StriveTogether Business EngagementEngaging the business community is a key element of any intersector collaboration. And it is particularly meaningful in initiatives that focus on aligning community-based education with local workforce needs.

Key Beck, a culture and inclusion professional, recently wrote about the challenge of engaging business sector partners for StriveTogether, a nonprofit organization that uses the collective impact model in working with communities across the nation to create “local education ecosystems” that support children from cradle to career.

Beck writes that business engagement can take different forms in different collaborations — something we see across the forty cases in our Case Library. Consider these three cases of differing business engagement in collaborative initiatives:

  • In creating the novel P-TECH high school in New York City, IBM provided input into P-TECH’s curriculum to ensure alignment with industry-sought academic, technical, and workplace skills. IBM also drives workplace learning through mentorships, worksite visits, speakers, and internships.
  • At Great Bay Community College — where partners joined to create a manufacturing site for a new type of fan blade and an advanced education and work-training curriculum in aerospace technology — Safran USA and Albany Engineered Composites provided technology and financial resources, shared technical knowledge to help build a curriculum, and hired graduates of the advanced education program.
  • In building Partners for A Competitive Workforce in Cincinnati, local businesses from healthcare, construction, advanced manufacturing, and IT industries donate time and energy to develop curriculum for training programs, often assuming leadership positions in industry-specific workgroups. Businesses also supply key information and feedback on skills, and consider hiring pathway participants. Active members also contribute advocacy support with policy makers. 

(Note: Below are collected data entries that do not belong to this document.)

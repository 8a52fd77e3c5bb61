//! Adapters layer - in-memory collaborators and sealing back-ends
//!
//! Every outbound port has an implementation here so the producer runs
//! standalone: state, execution, chain store, transaction pool, accounts,
//! proof-of-work engines and the CPU agent.

mod cpu_agent;
mod memory_chain;
mod memory_pool;
mod memory_state;
mod pow;
mod transfer;

pub use cpu_agent::CpuAgent;
pub use memory_chain::{MemoryChain, TxLookup};
pub use memory_pool::{MemoryTxPool, StaticAccounts};
pub use memory_state::{MemoryState, MemoryStateDb};
pub use pow::{FakePow, Sha256dPow};
pub use transfer::{create_address, intrinsic_gas, TransferExecutor};
//! In-memory transaction pool and a fixed account list.

use crate::ports::outbound::{AccountManager, TransactionPool};
use parking_lot::RwLock;
use shared_bus::{BlockchainEvent, InMemoryEventBus};
use shared_types::{Address, Hash, SignedTransaction};
use std::collections::HashSet;
use std::sync::Arc;
use tracing::debug;

/// Pending transactions in arrival order.
#[derive(Default)]
pub struct MemoryTxPool {
    txs: RwLock<Vec<SignedTransaction>>,
    bus: Option<Arc<InMemoryEventBus>>,
}

impl MemoryTxPool {
    /// Empty pool.
    pub fn new() -> Self {
        Self::default()
    }

    /// Announce every accepted transaction on `bus` as `TxPre`.
    pub fn with_bus(mut self, bus: Arc<InMemoryEventBus>) -> Self {
        self.bus = Some(bus);
        self
    }

    /// Add a transaction. Duplicates are ignored.
    pub fn add(&self, tx: SignedTransaction) -> bool {
        let hash = tx.hash();
        {
            let mut txs = self.txs.write();
            if txs.iter().any(|known| known.hash() == hash) {
                return false;
            }
            txs.push(tx.clone());
        }
        if let Some(bus) = &self.bus {
            bus.send(BlockchainEvent::TxPre { tx });
        }
        true
    }

    /// Add several transactions, returning how many were new.
    pub fn add_all(&self, txs: impl IntoIterator<Item = SignedTransaction>) -> usize {
        txs.into_iter().filter(|tx| self.add(tx.clone())).count()
    }

    /// Whether `hash` is pending.
    pub fn contains(&self, hash: &Hash) -> bool {
        self.txs.read().iter().any(|tx| tx.hash() == *hash)
    }

    /// Number of pending transactions.
    pub fn len(&self) -> usize {
        self.txs.read().len()
    }

    /// Whether nothing is pending.
    pub fn is_empty(&self) -> bool {
        self.txs.read().is_empty()
    }
}

impl TransactionPool for MemoryTxPool {
    fn pending(&self) -> Vec<SignedTransaction> {
        self.txs.read().clone()
    }

    fn remove_transactions(&self, hashes: &[Hash]) {
        if hashes.is_empty() {
            return;
        }
        let doomed: HashSet<&Hash> = hashes.iter().collect();
        let mut txs = self.txs.write();
        let before = txs.len();
        txs.retain(|tx| !doomed.contains(&tx.hash()));
        debug!(removed = before - txs.len(), "[miner] evicted transactions from pool");
    }
}

/// Account manager over a fixed address list.
#[derive(Clone, Debug, Default)]
pub struct StaticAccounts(Vec<Address>);

impl StaticAccounts {
    /// Manager owning `accounts`.
    pub fn new(accounts: Vec<Address>) -> Self {
        Self(accounts)
    }
}

impl AccountManager for StaticAccounts {
    fn accounts(&self) -> Vec<Address> {
        self.0.clone()
    }
}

Drawing lessons from a Harvard Business School’s US Competitiveness Project case study of StriveTogether cradle to career initiatives around the country, Beck emphasizes three types of barriers when engaging business community partners:

  • relational challenges, evidenced by a collaboration in which business leaders perceived that “politics” was the dominant rationale for past decisions
  • challenges that arise from the inability of business leaders to observe the impact of their investment
  • challenges that relate to the cultural differences between business and education sectors

City Heights Partnership in San Diego, which suffered from relational challenges, advanced two strategies to engage businesses: leveraging philanthropic leaders to attract support and leaning on the United Way to “identify, recruit, and convene a business advisory board of C-level executives,” ensuring business is engaged through the initiative and “especially at the leadership table.” This relates to a tactic The Intersector Project Toolkit refers to as Establish a Governance Structure. In giving business leaders a clear place in the structure of the partnership, initiatives can create investment by nurturing consistent, meaningful engagement and consent.

To encourage business engagement in Toledo, an initiative called Aspire “reported out regularly to a board of directors, many of them C-suite executives.” This regular reporting highlights the tactic Manage Expectations of Process and Results, which is the capacity to communicate progress and celebrate success. Collaborations often take longer than expected because partners are obliged to work in ways that take into account the practices and priorities of other sectors. Collaborations can encourage patience among partners by communicating progress and celebrating success, which instills confidence and commitment.

Strive Partnership in Cincinnati, which experienced challenges due to cultural differences between business and education sectors, attracted business through a commitment to efficiency and information sharing. “Having a few business leaders involved from the beginning who know there is no ‘silver bullet’ to improving educational outcomes and who appreciate the complexity of this kind of work helps tremendously to bring along their peers,” said Jeff Edmondson, Managing Director of  StriveTogether.

When collaborations tap into the power of a few business leaders to attract others, they employ a tactic The Intersector Project Toolkit refers to as Recruit a Powerful Sponsor or Champion — the engagement of a person, a group of persons, or an organization committed to leveraging their influence, resources, and skills to assist the collaboration in achieving its objectives. Well-respected, influential individuals or organizations can provide access to resources, lend legitimacy and prestige, and attract public attention.

As Beck points out, “many partnerships have been successful at engaging the business sector, but often not without a fair share of frustrations and setbacks.” The examples raised in the StriveTogether case study — as well as in The Intersector Project Case Library — offer lessons for practitioners who are seeking to engage the expertise and resource of private sector leaders in tackling complex problems.